To solve the problem step by step, we will analyze the given reaction and the equilibrium constant, and then determine the direction of the reaction based on the initial conditions. ### Step 1: Write the Reaction and Given Data The reaction given is: \[ \text{PCl}_5(g) \rightleftharpoons \text{PCl}_3(g) + \text{Cl}_2(g) \] We are provided with: - \( K_p = 0.497 \) at \( 500 \, K \) - Initial partial pressures of each gas: \( P_{\text{PCl}_5} = 1 \, \text{atm}, P_{\text{PCl}_3} = 1 \, \text{atm}, P_{\text{Cl}_2} = 1 \, \text{atm} \) ### Step 2: Calculate the Reaction Quotient \( Q_p \) The reaction quotient \( Q_p \) is calculated using the same expression as \( K_p \), but it is evaluated at the initial conditions: \[ Q_p = \frac{P_{\text{PCl}_3} \cdot P_{\text{Cl}_2}}{P_{\text{PCl}_5}} \] Substituting the initial pressures: \[ Q_p = \frac{(1 \, \text{atm}) \cdot (1 \, \text{atm})}{1 \, \text{atm}} = 1 \] ### Step 3: Compare \( Q_p \) with \( K_p \) Now we compare \( Q_p \) with \( K_p \): - \( Q_p = 1 \) - \( K_p = 0.497 \) Since \( Q_p > K_p \), we conclude that the reaction will shift to the left (backward direction) to reach equilibrium. ### Step 4: Determine the Direction of the Reaction When \( Q_p > K_p \), the equilibrium shifts toward the reactants.

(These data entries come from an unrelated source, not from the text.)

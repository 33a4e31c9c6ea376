//! Reading-tree session service.
//!
//! # Responsibility
//! - Own one registry together with the snapshot file backing it.
//! - Persist after every successful add (write-through).
//! - Expose graph and canvas projections for UI/CLI callers.
//!
//! # Invariants
//! - One service instance is the single owner of its registry.
//! - A failed save is reported but does not roll back the in-memory add.

use crate::config::ReadingTreeConfig;
use crate::graph::{derive_graph, layers, WorkGraph};
use crate::model::work::{NewWork, Work};
use crate::registry::work_registry::WorkRegistry;
use crate::registry::RegistryResult;
use crate::view::canvas::{CanvasOptions, CanvasView};
use log::{info, warn};
use std::path::{Path, PathBuf};

/// Session facade over a snapshot-backed registry.
pub struct ReadingService {
    registry: WorkRegistry,
    snapshot_path: PathBuf,
    canvas_options: CanvasOptions,
}

impl ReadingService {
    /// Opens the snapshot at `path`; a missing file starts an empty tree.
    pub fn open(path: impl Into<PathBuf>) -> RegistryResult<Self> {
        Self::from_config(&ReadingTreeConfig::default().with_data_file(path))
    }

    /// Opens the configured snapshot and keeps the configured canvas options.
    pub fn from_config(config: &ReadingTreeConfig) -> RegistryResult<Self> {
        let registry = WorkRegistry::open(&config.data_file)?;
        info!(
            "event=session_open module=service status=ok works={} path={}",
            registry.len(),
            config.data_file.display()
        );
        Ok(Self {
            registry,
            snapshot_path: config.data_file.clone(),
            canvas_options: config.canvas,
        })
    }

    /// Adds one work and immediately rewrites the snapshot.
    ///
    /// Returns a copy of the stored work.
    ///
    /// # Errors
    /// - Validation/duplicate errors leave both memory and file untouched.
    /// - A save error is returned after the work was added in memory.
    pub fn add_work(&mut self, request: NewWork) -> RegistryResult<Work> {
        let work = self.registry.add_work(request)?.clone();
        if let Err(err) = self.registry.save(&self.snapshot_path) {
            warn!(
                "event=work_add module=service status=unsaved path={} error={}",
                self.snapshot_path.display(),
                err
            );
            return Err(err);
        }
        info!(
            "event=work_add module=service status=ok works={}",
            self.registry.len()
        );
        Ok(work)
    }

    pub fn registry(&self) -> &WorkRegistry {
        &self.registry
    }

    pub fn snapshot_path(&self) -> &Path {
        &self.snapshot_path
    }

    pub fn graph(&self) -> WorkGraph {
        derive_graph(&self.registry)
    }

    pub fn layers(&self) -> Vec<Vec<String>> {
        layers(&self.graph())
    }

    /// Canvas view with the session's configured options.
    pub fn canvas(&self) -> CanvasView {
        self.canvas_with(self.canvas_options)
    }

    pub fn canvas_with(&self, options: CanvasOptions) -> CanvasView {
        CanvasView::from_registry(&self.registry, options)
    }
}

Therefore, more \( \text{PCl}_5 \) will be produced as the reaction proceeds in the backward direction. ### Conclusion The correct observation is that the equilibrium will shift to the left, resulting in the production of more \( \text{PCl}_5 \). ### Final Answer The correct observation is that more \( \text{PCl}_5 \) will be produced. ---